Cody Alexander, president of United Steelworkers Local 9548, says nine have tested positive so far and they are waiting on results for a dozen other employees.
"Our concern is that it's going to take right off and we're going to have dozens and dozens of sick workers," he says.
"It's really going to be a disaster and this virus will end up shutting us down."
Alexander says only about 60 per cent of the 450 workers are fully vaccinated and he's asking the company to offer incentives to get the shots and possibly shut down the mill for a few days to get everyone tested.
"A lot of these people are parents, they have vulnerable members at home. It looks like we're building a COVID hive in the west end of Sault Ste. Marie that's going to infect the entire city," he says.
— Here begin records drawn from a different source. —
//! Match predicates.
//!
//! A [`Predicate`] pairs a target (an attribute name, a tag name, or a tag
//! name plus its direct text value) with a [`MatchMode`]. Comparisons are
//! case-sensitive over raw content.

use crate::node::Node;

/// String comparison strategy.
#[derive(Debug, Clone, Copy, PartialEq, Eq, Hash)]
pub enum MatchMode {
    /// Whole-string equality.
    Equals,
    /// Value occurs anywhere.
    Contains,
    /// Value is a prefix.
    BeginsWith,
    /// Value is a suffix.
    EndsWith,
    /// Presence only; the value is ignored.
    Exists,
}

impl MatchMode {
    /// Tests `candidate` against `value` under this mode.
    #[inline]
    #[must_use]
    pub fn test(self, candidate: &str, value: &str) -> bool {
        match self {
            Self::Equals => candidate == value,
            Self::Contains => candidate.contains(value),
            Self::BeginsWith => candidate.starts_with(value),
            Self::EndsWith => candidate.ends_with(value),
            Self::Exists => true,
        }
    }
}

/// What a predicate inspects on each node.
#[derive(Debug, Clone, Copy, PartialEq, Eq)]
pub enum Target<'p> {
    /// An attribute with this name.
    Attribute(&'p str),
    /// The tag name only.
    Tag(&'p str),
    /// The tag name and the node's direct text value.
    TagValue(&'p str),
}

/// A tag or attribute condition.
#[derive(Debug, Clone, Copy, PartialEq, Eq)]
pub struct Predicate<'p> {
    pub target: Target<'p>,
    pub mode: MatchMode,
    pub value: &'p str,
}

impl<'p> Predicate<'p> {
    /// Attribute `name` whose value satisfies `mode`.
    #[must_use]
    pub fn attribute(name: &'p str, mode: MatchMode, value: &'p str) -> Self {
        Self {
            target: Target::Attribute(name),
            mode,
            value,
        }
    }

    /// Attribute `name` is present.
    #[must_use]
    pub fn has_attribute(name: &'p str) -> Self {
        Self::attribute(name, MatchMode::Exists, "")
    }

    /// `class` equals `value` as a whole string.
    #[must_use]
    pub fn class(value: &'p str) -> Self {
        Self::attribute("class", MatchMode::Equals, value)
    }

    /// `id` equals `value`.
    #[must_use]
    pub fn id(value: &'p str) -> Self {
        Self::attribute("id", MatchMode::Equals, value)
    }

    /// Element with tag name `tag`.
    #[must_use]
    pub fn tag(tag: &'p str) -> Self {
        Self {
            target: Target::Tag(tag),
            mode: MatchMode::Exists,
            value: "",
        }
    }

    /// Element with tag name `tag` whose direct text value satisfies `mode`.
    #[must_use]
    pub fn tag_value(tag: &'p str, mode: MatchMode, value: &'p str) -> Self {
        Self {
            target: Target::TagValue(tag),
            mode,
            value,
        }
    }

    /// True if `node` satisfies this predicate.
    #[must_use]
    pub fn matches(&self, node: &Node<'_>) -> bool {
        match self.target {
            Target::Attribute(name) => {
                if node.is_attribute() {
                    return false;
                }
                node.node_ref()
                    .attrs()
                    .iter()
                    .any(|a| &*a.name.local == name && self.mode.test(&a.value, self.value))
            }
            Target::Tag(tag) => node.has_tag(tag),
            Target::TagValue(tag) => {
                node.has_tag(tag)
                    && node
                        .raw_string_value()
                        .is_some_and(|text| self.mode.test(&text, self.value))
            }
        }
    }
}

#[cfg(test)]
mod tests {
    use super::*;
    use crate::Document;

    #[test]
    fn test_modes() {
        let href = "https://example.com/a";
        assert!(MatchMode::BeginsWith.test(href, "https://"));
        assert!(!MatchMode::EndsWith.test(href, ".com"));
        assert!(MatchMode::EndsWith.test(href, "/a"));
        assert!(MatchMode::Contains.test(href, "example"));
        assert!(!MatchMode::Equals.test(href, "https://example.com"));
        assert!(MatchMode::Exists.test(href, "anything"));
    }

    #[test]
    fn test_modes_are_case_sensitive() {
        assert!(!MatchMode::Equals.test("Main", "main"));
        assert!(!MatchMode::Contains.test("NAV bar", "nav"));
    }

    #[test]
    fn test_class_is_not_token_aware() {
        let doc = Document::parse(r#"<p class="a b">x</p>"#).unwrap();
        let p = doc.root().unwrap().descendant_of_tag("p").unwrap();
        assert!(!Predicate::class("b").matches(&p));
        assert!(Predicate::class("a b").matches(&p));
    }

    #[test]
    fn test_tag_value_needs_direct_text() {
        let doc = Document::parse("<p>Hi</p><p><b>Hi</b></p><p></p>").unwrap();
        let ps: Vec<_> = doc.root().unwrap().descendants_of_tag("p");
        let pred = Predicate::tag_value("p", MatchMode::Equals, "Hi");
        assert!(pred.matches(&ps[0]));
        assert!(!pred.matches(&ps[1]));
        assert!(!pred.matches(&ps[2]));
    }

    #[test]
    fn test_text_nodes_never_match_tag() {
        let doc = Document::parse("<p>p</p>").unwrap();
        let text = doc.root().unwrap().descendant_of_tag("p").unwrap().first_child().unwrap();
        assert!(!Predicate::tag("p").matches(&text));
        assert!(!Predicate::tag_value("p", MatchMode::Exists, "").matches(&text));
    }

    #[test]
    fn test_presence_only() {
        let doc = Document::parse(r#"<a href="">x</a><a>y</a>"#).unwrap();
        let links = doc.root().unwrap().descendants_of_tag("a");
        let pred = Predicate::has_attribute("href");
        assert!(pred.matches(&links[0]));
        assert!(!pred.matches(&links[1]));
    }
}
The Nipissing and Parry Sound districts have also watched COVID cases climb over 50 this week for the first time.
Even the province's first variant outbreak in North Bay back in February only hit 38 cases.
The epicentre of that outbreak was the apartment building where 69-year-old Joanne Valiquette lives.
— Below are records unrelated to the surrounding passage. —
//! Registry from group keys to share groups

use std::collections::BTreeMap;
use std::sync::Arc;

use log::debug;
use parking_lot::Mutex;

use crate::{GlobalNameSpace, ShareGroup};

/// Opaque key a share group is reachable through. The translator uses the
/// native context handle.
#[derive(Debug, Clone, Copy, PartialEq, Eq, PartialOrd, Ord, Hash)]
pub struct GroupKey(pub u64);

impl core::fmt::Display for GroupKey {
    fn fmt(&self, f: &mut core::fmt::Formatter<'_>) -> core::fmt::Result {
        write!(f, "{:#x}", self.0)
    }
}

/// Maps group keys to share groups.
///
/// A share group lives as long as at least one key maps to it. Removing the
/// last key clears the group, so holders of a stale `Arc` see an empty group.
pub struct ObjectNameManager {
    globals: Arc<GlobalNameSpace>,
    groups: Mutex<BTreeMap<GroupKey, Arc<ShareGroup>>>,
}

impl ObjectNameManager {
    pub fn new(globals: Arc<GlobalNameSpace>) -> Self {
        Self {
            globals,
            groups: Mutex::new(BTreeMap::new()),
        }
    }

    /// Create a share group reachable through `key`. If `key` already maps to
    /// a group, that group is returned instead.
    pub fn create_group(&self, key: GroupKey) -> Arc<ShareGroup> {
        let mut groups = self.groups.lock();
        if let Some(group) = groups.get(&key) {
            return group.clone();
        }
        let group = Arc::new(ShareGroup::new(self.globals.clone()));
        groups.insert(key, group.clone());
        debug!("share group created for key {}", key);
        group
    }

    /// Make the group behind `existing` reachable through `new_key` too.
    /// Returns `None` if `existing` maps to nothing.
    pub fn attach(&self, new_key: GroupKey, existing: GroupKey) -> Option<Arc<ShareGroup>> {
        let mut groups = self.groups.lock();
        let group = groups.get(&existing)?.clone();
        let replaced = groups.insert(new_key, group.clone());
        drop(groups);

        debug!("key {} attached to share group of {}", new_key, existing);
        if let Some(replaced) = replaced {
            self.release_if_orphaned(replaced);
        }
        Some(group)
    }

    pub fn lookup(&self, key: GroupKey) -> Option<Arc<ShareGroup>> {
        self.groups.lock().get(&key).cloned()
    }

    /// Remove `key`. When it was the last key of its group the group is
    /// cleared.
    pub fn detach(&self, key: GroupKey) {
        let removed = self.groups.lock().remove(&key);
        if let Some(group) = removed {
            debug!("key {} detached", key);
            self.release_if_orphaned(group);
        }
    }

    /// Any key currently registered, the smallest one
    pub fn get_global_context_key(&self) -> Option<GroupKey> {
        self.groups.lock().keys().next().copied()
    }

    /// Number of registered keys
    pub fn key_count(&self) -> usize {
        self.groups.lock().len()
    }

    /// Number of distinct share groups
    pub fn group_count(&self) -> usize {
        let groups = self.groups.lock();
        let mut seen: Vec<*const ShareGroup> = groups.values().map(Arc::as_ptr).collect();
        seen.sort_unstable();
        seen.dedup();
        seen.len()
    }

    fn release_if_orphaned(&self, group: Arc<ShareGroup>) {
        let still_reachable = self
            .groups
            .lock()
            .values()
            .any(|other| Arc::ptr_eq(other, &group));
        if !still_reachable {
            group.clear();
            debug!("share group destroyed");
        }
    }
}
"What do we do? We're never going to get rid of this virus," says the great-grandmother who has only seen her family a few times during the pandemic.
"I feel this virus is going to take more people and I don't want to be one of those people."
Valiquette says she is extremely careful when she ventures out of her home, but is trying to find a way to live with COVID.
"I am trying not to live in fear," she says.
"If I let the fear take me over 100 per cent, I'm not going to survive it. I'm not."
The majority of the recent cases in North Bay come from Chartwell's Barclay House retirement home, where so far 38 residents and two staff have tested positive.
Jody Etmanski, a staff representative with the Service Employees International Union, says a Barclay House resident went to hospital for a non-COVID reason and ended up testing positive.
That uncovered a hidden outbreak at the home, where all those infected were fully vaccinated and many had just recently taken a booster shot.
Etmanski says some have mild symptoms, but most of the COVID patients in the retirement home have noticed no illness at all.
"My understanding is they're all doing quite well," she says.
"Fairly fortunate in that regard that it hit now and not in the first wave when weren't as prepared."
Dr. Carol Zimbalatti, a public health physician with the North Bay-Parry Sound health unit, says this outbreak is a sign that the vaccines are working.
"I was probably a bit optimistic once a vaccine was available that we'd probably be able to get control of it quickly at that point," she says.
"I think to a certain extent that is happening. Vaccination is proving to be our most powerful tool."
The regional hospital in Sudbury, Health Sciences North, is also seeing record numbers of COVID patients with about 20 admitted this week.
CEO Dominic Giroux says only a handful of those are being treated in intensive care and most of the patients are unvaccinated.
"I'm really surprised considering how well we were doing," he says.
"It just shows you how unpredictable the virus can be and how we can't let our guard down."
Giroux's advice though is predictable after 20 months: wash your hands, stay at home if you can, get vaccinated and follow the direction of the public health unit, which recently reimposed capacity limits on certain businesses in Sudbury.